**PROBLEM REQUIREMENTS**
Reproduce, please, only the lines from the first line below to the line containing "const FALLBACK_FILE_NAME: &str", inclusive.

——————————

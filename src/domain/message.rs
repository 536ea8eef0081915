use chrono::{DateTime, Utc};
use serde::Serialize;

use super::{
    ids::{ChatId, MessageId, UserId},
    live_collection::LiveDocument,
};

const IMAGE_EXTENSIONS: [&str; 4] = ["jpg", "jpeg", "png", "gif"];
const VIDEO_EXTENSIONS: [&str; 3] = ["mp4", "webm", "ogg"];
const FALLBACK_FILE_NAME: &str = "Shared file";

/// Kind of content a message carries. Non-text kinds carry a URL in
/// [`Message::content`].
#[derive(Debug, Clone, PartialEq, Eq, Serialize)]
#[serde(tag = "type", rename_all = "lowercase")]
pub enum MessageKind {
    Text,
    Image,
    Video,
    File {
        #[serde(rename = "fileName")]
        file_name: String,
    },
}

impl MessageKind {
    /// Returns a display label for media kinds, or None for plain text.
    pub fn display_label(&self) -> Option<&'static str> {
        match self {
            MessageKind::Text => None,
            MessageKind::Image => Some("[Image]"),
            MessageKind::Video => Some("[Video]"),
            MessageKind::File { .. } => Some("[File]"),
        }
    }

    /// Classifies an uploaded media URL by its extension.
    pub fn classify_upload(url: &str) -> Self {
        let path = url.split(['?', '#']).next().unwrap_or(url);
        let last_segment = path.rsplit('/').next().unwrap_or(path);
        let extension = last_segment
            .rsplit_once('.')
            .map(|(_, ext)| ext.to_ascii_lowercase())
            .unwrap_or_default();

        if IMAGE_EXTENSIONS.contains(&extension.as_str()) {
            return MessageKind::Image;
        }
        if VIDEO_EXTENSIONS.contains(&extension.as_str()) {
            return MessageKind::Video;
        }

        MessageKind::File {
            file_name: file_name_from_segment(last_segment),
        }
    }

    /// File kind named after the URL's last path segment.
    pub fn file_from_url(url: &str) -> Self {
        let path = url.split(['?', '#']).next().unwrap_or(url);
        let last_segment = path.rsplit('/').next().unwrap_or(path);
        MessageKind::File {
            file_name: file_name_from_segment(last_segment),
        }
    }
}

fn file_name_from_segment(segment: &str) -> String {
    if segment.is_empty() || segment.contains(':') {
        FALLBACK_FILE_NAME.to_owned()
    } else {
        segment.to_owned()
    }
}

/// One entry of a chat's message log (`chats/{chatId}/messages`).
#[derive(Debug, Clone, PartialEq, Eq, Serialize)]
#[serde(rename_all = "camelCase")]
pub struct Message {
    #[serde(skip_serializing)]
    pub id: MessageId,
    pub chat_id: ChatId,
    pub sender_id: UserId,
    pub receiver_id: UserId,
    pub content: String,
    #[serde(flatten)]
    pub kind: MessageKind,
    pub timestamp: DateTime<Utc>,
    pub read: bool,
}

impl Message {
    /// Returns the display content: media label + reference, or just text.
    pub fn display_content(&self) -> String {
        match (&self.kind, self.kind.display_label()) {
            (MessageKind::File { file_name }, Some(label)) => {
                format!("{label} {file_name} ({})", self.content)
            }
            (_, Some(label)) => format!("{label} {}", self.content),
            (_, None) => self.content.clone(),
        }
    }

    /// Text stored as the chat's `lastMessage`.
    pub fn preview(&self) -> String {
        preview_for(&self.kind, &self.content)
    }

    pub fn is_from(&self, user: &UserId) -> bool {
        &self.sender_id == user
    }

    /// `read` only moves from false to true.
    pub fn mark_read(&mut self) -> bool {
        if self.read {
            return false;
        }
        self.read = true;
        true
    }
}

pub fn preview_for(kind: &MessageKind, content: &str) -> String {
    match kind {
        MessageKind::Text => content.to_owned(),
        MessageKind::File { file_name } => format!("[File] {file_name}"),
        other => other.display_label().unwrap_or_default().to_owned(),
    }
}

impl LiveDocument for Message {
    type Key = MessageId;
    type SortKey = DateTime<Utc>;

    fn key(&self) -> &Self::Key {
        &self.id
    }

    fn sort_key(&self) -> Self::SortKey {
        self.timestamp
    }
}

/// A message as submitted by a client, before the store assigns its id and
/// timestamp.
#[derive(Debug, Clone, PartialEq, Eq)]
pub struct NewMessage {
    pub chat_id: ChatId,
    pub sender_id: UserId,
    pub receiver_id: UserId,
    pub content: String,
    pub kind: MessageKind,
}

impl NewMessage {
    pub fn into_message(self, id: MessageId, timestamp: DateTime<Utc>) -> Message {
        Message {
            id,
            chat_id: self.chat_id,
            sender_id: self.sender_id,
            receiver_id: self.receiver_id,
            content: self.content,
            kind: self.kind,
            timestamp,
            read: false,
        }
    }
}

——————————

**SOLUTION FOR THIS EXERCISE**
filename src/domain/message.rs
repository 536ea8eef0081915
use chrono::{DateTime, Utc};
use serde::Serialize;

use super::{
    ids::{ChatId, MessageId, UserId},
    live_collection::LiveDocument,
};

const IMAGE_EXTENSIONS: [&str; 4] = ["jpg", "jpeg", "png", "gif"];
const VIDEO_EXTENSIONS: [&str; 3] = ["mp4", "webm", "ogg"];
const FALLBACK_FILE_NAME: &str = "Shared file";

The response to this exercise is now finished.